Accueil > Critiques > 2010

Joanna Newsom - Have One On Me

vendredi 5 mars 2010, par Laurent

Haute voltige


On ne sait quelle mouche a piqué Joanna Newsom, mais on se doute qu’elle est pour quelque chose dans la fièvre créatrice qui s’est soudain emparée de la druidesse américaine. Idée pour le moins saugrenue, il est vrai, de publier aujourd’hui un triple album, quand bien même le précédent "Ys" remonte à quatre ans déjà. Ceux qui rétorqueront que le présent opus ne renferme par ailleurs "que" dix-huit titres en seront toutefois pour leurs frais. Dans la lignée de "Ys", soit un folk médiéval où harpe et piano se taillent la part du lion, les morceaux prennent en effet tout leur temps (sept minutes en moyenne tout de même), justifiant pleinement leur répartition en trois rondelles de six titres, soit deux bonnes heures de musique au total.

Face à telle pléthore, il serait fatalement bien indigeste de s’enfiler les dix-huit perles d’une traite. D’autant plus que chaque volet du triptyque semble avoir été envisagé comme un moindre tout cohérent, avec un début, un milieu et une fin. C’est particulièrement flagrant sur Baby Birch, qui clôt le premier chapitre dans une envolée bluesy idoine. Plus proche ici de Jefferson Airplane que des bardes celtiques dont on la sait plus fréquemment redevable, Joanna Newsom rétablit néanmoins l’équilibre quand des mandolines viennent ultimement rappeler que le voyage se veut intemporel et inclassable. De même, si la dernière galette s’ouvre sur un Soft As Chalk piano-voix ressemblant à s’y méprendre à du An Pierlé première période, les attentes sont en fin de compte déjouées par un morceau à tiroirs bien plus malin que la somme de ses parties.
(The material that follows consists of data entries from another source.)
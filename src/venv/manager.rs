// src/venv/manager.rs

use std::collections::HashMap;
use std::fs::{self, File};
use std::io::Read;
use std::path::{Path, PathBuf};
use std::sync::{Arc, Mutex};

use anyhow::{Context, Result};
use blake3::Hasher;
use tokio::sync::mpsc;
use tracing::{debug, info, warn};

use crate::config::Config;
use crate::errors::ProvisionError;
use crate::runtime::{Interpreter, PythonVersion};

use super::provision::Provisioner;
use super::{EnvUpdate, Environment};

/// Directory under the project root holding everything jobx owns on disk.
pub const TOOL_DIR: &str = ".jobx";

/// Marker file inside each venv recording the requirements hash it was
/// built from.
const MARKER_FILE: &str = "jobx.hash";

/// Owns the on-disk environment cache for one orchestrator.
///
/// Acquisition is keyed by Python version. Concurrent `acquire` calls for
/// the same version serialize on a per-version async lock: the first caller
/// provisions, later callers find the environment marked ready and reuse
/// it. Different versions provision fully in parallel.
pub struct EnvManager {
    root: PathBuf,
    /// Configured requirement files; `None` discovers `requirements*.txt`.
    requirements: Option<Vec<PathBuf>>,
    provisioner: Arc<dyn Provisioner>,
    locks: Mutex<HashMap<String, Arc<tokio::sync::Mutex<()>>>>,
    ready: Mutex<HashMap<String, Environment>>,
}

impl EnvManager {
    pub fn new(config: &Config, provisioner: Arc<dyn Provisioner>) -> Self {
        Self {
            root: config.root.clone(),
            requirements: config.requirements.clone(),
            provisioner,
            locks: Mutex::new(HashMap::new()),
            ready: Mutex::new(HashMap::new()),
        }
    }

    /// Get the environment for `interpreter`, provisioning it first when the
    /// cached one is missing or was built from different requirements.
    ///
    /// Always emits `EnvUpdate::Ready` on success, whether or not any work
    /// was done.
    pub async fn acquire(
        &self,
        interpreter: &Interpreter,
        updates: &mpsc::Sender<EnvUpdate>,
    ) -> Result<Environment, ProvisionError> {
        let version = interpreter.version.clone();
        let lock = self.lock_for(version.as_str());
        let _guard = lock.lock().await;

        if let Some(existing) = self.ready_environment(version.as_str()) {
            send_ready(updates, &version).await;
            return Ok(existing);
        }

        let env = self.environment_for(&version);
        let requirements = self.requirement_paths();
        let hash = hash_requirements(&requirements).map_err(|e| ProvisionError {
            version: version.to_string(),
            reason: format!("hashing requirement files: {e}"),
        })?;

        if self.is_current(&env, &hash) {
            debug!(version = %version, venv = %env.venv.display(), "reusing existing environment");
        } else {
            self.provisioner
                .provision(interpreter, &env, &requirements, &self.root, updates)
                .await?;
            write_marker(&env, &hash).map_err(|e| ProvisionError {
                version: version.to_string(),
                reason: format!("writing environment marker: {e}"),
            })?;
            info!(version = %version, venv = %env.venv.display(), "environment ready");
        }

        self.mark_ready(version.as_str(), env.clone());
        send_ready(updates, &version).await;
        Ok(env)
    }

    /// Delete the whole managed tree. Idempotent; missing directories are
    /// not an error.
    pub fn clean(&self) -> Result<()> {
        let dir = self.root.join(TOOL_DIR);
        match fs::remove_dir_all(&dir) {
            Ok(()) => {
                info!(dir = %dir.display(), "removed managed environments");
                Ok(())
            }
            Err(e) if e.kind() == std::io::ErrorKind::NotFound => Ok(()),
            Err(e) => Err(e).with_context(|| format!("removing {:?}", dir)),
        }
    }

    /// Layout: `.jobx/venv/<version>` with the interpreter in the venv's
    /// binary directory.
    fn environment_for(&self, version: &PythonVersion) -> Environment {
        let venv = self
            .root
            .join(TOOL_DIR)
            .join("venv")
            .join(version.as_str());
        let mut env = Environment {
            version: version.clone(),
            venv,
            python: PathBuf::new(),
        };
        let python = if cfg!(windows) { "python.exe" } else { "python" };
        env.python = env.bin_dir().join(python);
        env
    }

    /// Configured requirement files resolved against the root, or the
    /// discovered `requirements*.txt` files when none are configured.
    fn requirement_paths(&self) -> Vec<PathBuf> {
        match &self.requirements {
            Some(configured) => configured.iter().map(|p| self.root.join(p)).collect(),
            None => discover_requirements(&self.root),
        }
    }

    /// The environment is current when its marker matches the requirements
    /// hash and its interpreter still resolves.
    fn is_current(&self, env: &Environment, hash: &str) -> bool {
        if !env.python.is_file() {
            return false;
        }
        match fs::read_to_string(env.venv.join(MARKER_FILE)) {
            Ok(recorded) => recorded.trim() == hash,
            Err(_) => false,
        }
    }

    fn lock_for(&self, key: &str) -> Arc<tokio::sync::Mutex<()>> {
        let mut locks = self.locks.lock().unwrap_or_else(|e| e.into_inner());
        locks
            .entry(key.to_string())
            .or_insert_with(|| Arc::new(tokio::sync::Mutex::new(())))
            .clone()
    }

    fn ready_environment(&self, key: &str) -> Option<Environment> {
        let ready = self.ready.lock().unwrap_or_else(|e| e.into_inner());
        ready.get(key).cloned()
    }

    fn mark_ready(&self, key: &str, env: Environment) {
        let mut ready = self.ready.lock().unwrap_or_else(|e| e.into_inner());
        ready.insert(key.to_string(), env);
    }
}

async fn send_ready(updates: &mpsc::Sender<EnvUpdate>, version: &PythonVersion) {
    let _ = updates
        .send(EnvUpdate::Ready {
            version: version.clone(),
        })
        .await;
}

/// `requirements*.txt` files in the project root, sorted for stable hashing.
fn discover_requirements(root: &Path) -> Vec<PathBuf> {
    let mut paths: Vec<PathBuf> = Vec::new();
    let entries = match fs::read_dir(root) {
        Ok(entries) => entries,
        Err(e) => {
            warn!(root = %root.display(), error = %e, "failed to scan for requirement files");
            return paths;
        }
    };
    for entry in entries.flatten() {
        let name = entry.file_name();
        let name = name.to_string_lossy();
        if name.starts_with("requirements") && name.ends_with(".txt") {
            paths.push(entry.path());
        }
    }
    paths.sort();
    paths
}

/// Deterministic hash over the names and contents of the requirement files.
/// Missing files are skipped; installation surfaces those separately.
fn hash_requirements(paths: &[PathBuf]) -> Result<String> {
    let mut sorted: Vec<&PathBuf> = paths.iter().collect();
    sorted.sort();

    let mut hasher = Hasher::new();
    for path in sorted {
        if !path.is_file() {
            continue;
        }
        hasher.update(path.to_string_lossy().as_bytes());
        let mut file =
            File::open(path).with_context(|| format!("opening requirement file {:?}", path))?;
        let mut buf = [0u8; 8192];
        loop {
            let n = file.read(&mut buf)?;
            if n == 0 {
                break;
            }
            hasher.update(&buf[..n]);
        }
    }
    Ok(hasher.finalize().to_hex().to_string())
}

fn write_marker(env: &Environment, hash: &str) -> Result<()> {
    let path = env.venv.join(MARKER_FILE);
    fs::write(&path, format!("{hash}\n"))
        .with_context(|| format!("writing marker file {:?}", path))
}
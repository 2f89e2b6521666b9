// src/watch/debounce.rs

use std::path::PathBuf;
use std::time::Duration;

use tokio::sync::mpsc;
use tracing::debug;

/// Quiet window after the last change before a trigger fires.
pub const DEBOUNCE_WINDOW: Duration = Duration::from_millis(300);

/// Wait for the next burst of filesystem changes, coalesced into a single
/// trigger.
///
/// Blocks until at least one change arrives, then keeps accumulating until
/// `window` passes with no further changes. Saves, formatters, and branch
/// switches that touch many files therefore produce one trigger, not one
/// per file. Returns `None` once the change channel closes.
pub async fn next_trigger(
    changes: &mut mpsc::UnboundedReceiver<PathBuf>,
    window: Duration,
) -> Option<Vec<PathBuf>> {
    let first = changes.recv().await?;
    Some(drain_burst(changes, first, window).await)
}

/// Accumulate further changes onto `first` until `window` passes with none.
///
/// Split out of [`next_trigger`] so a caller that already holds the first
/// changed path (because it raced the receive against something else) can
/// still coalesce the rest of the burst.
pub async fn drain_burst(
    changes: &mut mpsc::UnboundedReceiver<PathBuf>,
    first: PathBuf,
    window: Duration,
) -> Vec<PathBuf> {
    let mut paths = vec![first];

    loop {
        match tokio::time::timeout(window, changes.recv()).await {
            Ok(Some(path)) => paths.push(path),
            // Channel closed; flush what we have.
            Ok(None) => break,
            // Quiet window elapsed.
            Err(_) => break,
        }
    }

    debug!(changes = paths.len(), "debounced change burst into one trigger");
    paths
}
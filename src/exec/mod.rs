// src/exec/mod.rs

//! Process execution layer.
//!
//! This module is responsible for actually running the commands defined in
//! the jobs, using `tokio::process::Command`, and reporting progress to the
//! orchestration engine via `RunEvent`s.
//!
//! - [`template`] renders `{placeholder}` command templates against the
//!   configured values.
//! - [`step`] spawns one rendered command inside an environment and captures
//!   its result.
//! - [`job`] drives one job's steps on one environment, sequentially or as a
//!   parallel fan-out.

pub mod job;
pub mod step;
pub mod template;

pub use job::{run_job, RenderedJob};
pub use step::run_command;
pub use template::render;
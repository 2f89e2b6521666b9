// src/watch/supervisor.rs

//! The run/cancel/restart discipline of watch mode.

use std::path::PathBuf;
use std::time::Duration;

use tokio::sync::mpsc;
use tokio::task::JoinHandle;
use tokio_util::sync::CancellationToken;
use tracing::{debug, info};

use super::debounce::drain_burst;

/// Drive runs until shutdown: start one run, and whenever the watched
/// paths change, cancel whatever is in flight and start exactly one new
/// run once the change burst settles.
///
/// `start_run` is invoked once per iteration with a fresh child token of
/// `shutdown`; the crate root passes a closure that reloads the
/// configuration and spawns an orchestrator run.
///
/// A change arriving while a run is in flight is never lost: the run races
/// against a bare `changes.recv()`, which is cancel safe, so the first
/// changed path survives the select even when the run finishes before the
/// debounce window closes. The surviving path then seeds the burst drain.
pub async fn supervise<S>(
    mut changes: mpsc::UnboundedReceiver<PathBuf>,
    shutdown: CancellationToken,
    window: Duration,
    mut start_run: S,
) where
    S: FnMut(CancellationToken) -> JoinHandle<()>,
{
    loop {
        let run_cancel = shutdown.child_token();
        let mut run = start_run(run_cancel.clone());

        let interrupted = tokio::select! {
            _ = &mut run => None,
            changed = changes.recv() => {
                let Some(path) = changed else {
                    // Watcher gone; let the run finish and stop.
                    let _ = run.await;
                    return;
                };
                info!(path = %path.display(), "file changed; cancelling run in flight");
                run_cancel.cancel();
                let _ = run.await;
                Some(path)
            }
            _ = shutdown.cancelled() => {
                let _ = run.await;
                return;
            }
        };

        // A run that finished on its own idles until the next change.
        let first = match interrupted {
            Some(path) => path,
            None => tokio::select! {
                changed = changes.recv() => match changed {
                    Some(path) => path,
                    None => return,
                },
                _ = shutdown.cancelled() => return,
            },
        };

        let burst = drain_burst(&mut changes, first, window).await;
        debug!(changes = burst.len(), "change burst settled; starting new run");
    }
}
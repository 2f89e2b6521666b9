use std::collections::BTreeMap;
use std::error::Error;

use jobx::errors::ConfigError;
use jobx::exec::render;

type TestResult = Result<(), Box<dyn Error>>;

fn values(entries: &[(&str, &str)]) -> BTreeMap<String, String> {
    entries
        .iter()
        .map(|(k, v)| (k.to_string(), v.to_string()))
        .collect()
}

#[test]
fn substitutes_placeholders_from_values() -> TestResult {
    let values = values(&[("module", "thx")]);
    assert_eq!(render("flake8 {module}", &values)?, "flake8 thx");
    Ok(())
}

#[test]
fn substitutes_multiple_placeholders() -> TestResult {
    let values = values(&[("module", "jobx"), ("python_version", "3.11.4")]);
    assert_eq!(
        render("python{python_version} -m {module}.tests {module}", &values)?,
        "python3.11.4 -m jobx.tests jobx"
    );
    Ok(())
}

#[test]
fn missing_value_names_the_placeholder() {
    let err = render("flake8 {module}", &values(&[])).unwrap_err();
    match err {
        ConfigError::MissingValue {
            template,
            placeholder,
        } => {
            assert_eq!(template, "flake8 {module}");
            assert_eq!(placeholder, "module");
        }
        other => panic!("expected MissingValue, got {other:?}"),
    }
}

#[test]
fn doubled_braces_render_literally() -> TestResult {
    let values = values(&[("name", "world")]);
    assert_eq!(render("echo {{{name}}}", &values)?, "echo {world}");
    assert_eq!(render("echo {{literal}}", &values)?, "echo {literal}");
    Ok(())
}

#[test]
fn unterminated_placeholder_is_invalid() {
    let err = render("echo {oops", &values(&[])).unwrap_err();
    assert!(matches!(err, ConfigError::Invalid(_)));
}
// src/watch/mod.rs

//! File watching for live mode.
//!
//! This module is responsible for:
//! - Compiling the ignore glob patterns (built-ins plus `watch_exclude`).
//! - Wiring up a cross-platform filesystem watcher (`notify`).
//! - Coalescing bursts of change events into single triggers (debounce).
//!
//! - Supervising runs: cancelling the one in flight and starting exactly
//!   one new run per trigger (`supervisor`), behind a run-factory closure
//!   so it knows nothing about jobs or configuration.

pub mod debounce;
pub mod patterns;
pub mod supervisor;
pub mod watcher;

pub use debounce::{drain_burst, next_trigger, DEBOUNCE_WINDOW};
pub use patterns::{IgnoreProfile, BUILTIN_IGNORES};
pub use supervisor::supervise;
pub use watcher::{spawn_watcher, WatcherHandle};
Seule référence, au final, à émerger avec plus d’évidence de ce fascinant ensemble, la Kate Bush de "Lionheart" et de "Never for Ever". Pour la voix voltigeuse, pour les structures ponctuées qui la soutiennent, pour l’audace baroque. Une seule écoute d’Easy, la plage liminaire, suffira à s’en convaincre. Newsom y adopte par moments des accents cabaret d’une telle sensualité qu’on n’arrive plus à se remémorer l’époque où son organe nasillard jouait les tue-l’amour. Sur "Have One On Me", on est au contraire perpétuellement soufflé par la maturité de sa voix, à mille lieues du chant mutin de "Milk-Eyed Mender", et à laquelle font écho de voluptueuses photos de pochette où elle explore pour le moins sa féminité.

Et ce folk médiéval, alors ? L’album en contient son lot, notablement encadré par deux épopées sans âge. Dès la chanson-titre, lai de 11 minutes porté par une harpe, des percussions centenaires et une panoplie de vents, on retrouve cet univers d’un autre temps, ces paradis perdus qui rendent vaine toute tentative d’écoute les yeux ouverts sur notre triste modernité. À disque passéiste, critique réactionnaire ? On en reparlera quand vous aurez entendu les harmonies vocales à la fin du morceau et renoncé à vous jeter aux sirènes, avant d’être repêché par Kingfisher et sa vielle obsédante.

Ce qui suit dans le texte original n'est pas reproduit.